The 2nd query is called Ranks and this is where most of the work is done. After loading the same source table, the first thing to do is remove all columns except Course and Score.
Then remove duplicates in the Score column
Next, Group By the Course column
To give us a table with two rows, one for each course. Each row in the Count column contains a table that contains all the scores for that course.
Now the best part, by adding a Custom Column and using this to add an Index Column to each item in the Count column, because each item is a table of scores for that course,
you end up with another table in each row of the new custom column (called Rank) that has assigned a ranking (index) to every score for each course.
Now by expanding the tables in the Rank column you end up with this, a table with each score in each course ranked.
There are only 13 rows in this table but we have 20 rows in our source data so we need to merge (join) the Scores and Rank tables together into a new query
The result is a table in every row of our new query that includes the rank for that combination of Course and Score.
Expanding the column of tables gives this
Can you see the problem? All the ranks are wrong.
So what is going on? I'm not 100% sure. I've read several blog posts and articles where similar issues are described, and I've seen this same kind of problem occur with sorting and removing duplicates.
My understanding is that Power Query presents one view of how data is stored, as in the end result of the Ranks query above, but it actually stores it in another way/order.
This does seem odd but the explanation I've seen given is that PQ uses lazy evaluation - it only really evaluates something when it is actually needed. So as you are going through building a query with various steps, the data you see in the preview isn't necessarily the data you're going to get when you run the query for real.
I'm not convinced that this is desirable behaviour, but the solution appears to be to use Table.Buffer. Table.Buffer takes a table and stores it in memory after evaluating it. This seems to be the key point.

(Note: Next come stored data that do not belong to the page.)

//! Regulation tagging agents for features and sources

use super::prompts::{PromptLibrary, TagVocabulary, FEATURE_TAGGING_TEMPLATE, SOURCE_TAGGING_TEMPLATE};
use super::AgentError;
use crate::llm::{LlmClient, StructuredRequest};
use serde::Deserialize;
use serde_json::json;
use std::sync::Arc;
use tracing::{debug, warn};

const OUTPUT_NAME: &str = "record_regulation_tags";

#[derive(Debug, Deserialize)]
struct TaggingResponse {
    tags: Vec<String>,
}

pub struct FeatureTagger {
    llm: Arc<dyn LlmClient>,
    prompts: PromptLibrary,
}

impl FeatureTagger {
    pub fn new(llm: Arc<dyn LlmClient>, prompts: PromptLibrary) -> Self {
        Self { llm, prompts }
    }

    pub async fn tag(&self, name: &str, description: &str) -> Result<Vec<String>, AgentError> {
        let (system, vocabulary) = self
            .prompts
            .render_with_tags(FEATURE_TAGGING_TEMPLATE)
            .await?;
        let messages = vec![format!("Feature: {} {}", name, description)];

        request_tags(self.llm.as_ref(), system, messages, &vocabulary).await
    }
}

pub struct SourceTagger {
    llm: Arc<dyn LlmClient>,
    prompts: PromptLibrary,
}

impl SourceTagger {
    pub fn new(llm: Arc<dyn LlmClient>, prompts: PromptLibrary) -> Self {
        Self { llm, prompts }
    }

    pub async fn tag(
        &self,
        source_url: &str,
        title: &str,
        content: &str,
    ) -> Result<Vec<String>, AgentError> {
        let (system, vocabulary) = self
            .prompts
            .render_with_tags(SOURCE_TAGGING_TEMPLATE)
            .await?;
        let messages = vec![
            format!("Source: {}", source_url),
            format!("Source Content: {}\n\n{}", title, content),
        ];

        request_tags(self.llm.as_ref(), system, messages, &vocabulary).await
    }
}

async fn request_tags(
    llm: &dyn LlmClient,
    system: String,
    messages: Vec<String>,
    vocabulary: &TagVocabulary,
) -> Result<Vec<String>, AgentError> {
    let request = StructuredRequest {
        system,
        messages,
        output_name: OUTPUT_NAME.to_string(),
        output_description: "Record the regulation tags that apply".to_string(),
        schema: json!({
            "type": "object",
            "properties": {
                "tags": {
                    "type": "array",
                    "items": {"type": "string"},
                    "description": "Tags from the available regulation tag list"
                }
            },
            "required": ["tags"]
        }),
    };

    let output = llm.structured(request).await?;
    let response: TaggingResponse =
        serde_json::from_value(output).map_err(|e| AgentError::InvalidResponse(e.to_string()))?;

    Ok(retain_known_tags(response.tags, vocabulary))
}

/// Drop unknown and duplicate tags, keeping first-seen order
fn retain_known_tags(tags: Vec<String>, vocabulary: &TagVocabulary) -> Vec<String> {
    let mut kept: Vec<String> = Vec::with_capacity(tags.len());
    for tag in tags {
        if !vocabulary.contains(&tag) {
            warn!("Dropping unknown regulation tag '{}'", tag);
        } else if !kept.contains(&tag) {
            kept.push(tag);
        }
    }
    debug!("Tagged with {:?}", kept);
    kept
}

As you add steps to your query, and as that query is run, each step is evaluated and the data in the step may be evaluated many times. What does it mean to evaluate? It means PQ checks the data to see what it is. But there appears to be no guarantee that the data is stored in an expected, ordered state.
You could sort a list but in a subsequent step that sorting is lost. Or as we have here, we've created a ranking that isn't applied correctly, even though when you examine the table in the Ranks column, it shows you the correct rank.
What is really puzzling is that as the query is doing a merge, it is matching up two columns, the Course and the Score, so shouldn't it follow that the Dense Rank value in that row in the Ranks table should be correct?
The fact that it isn't would imply that the join isn't working properly. If the join can attach the correct Course and Score from the Ranks table to the Scores table, why is the Dense rank value wrong?
Anyway, the fix is to wrap the Ranks table in Table.Buffer inside the join step.
Buffering the table like this means the table is held in computer memory in a known state. The query evaluates Ranks once and then does not evaluate it again. The order of the elements in the table won't change.
With Table.Buffer in place, the result of the join is now correct.
We might have to ask Microsoft what is actually going on here.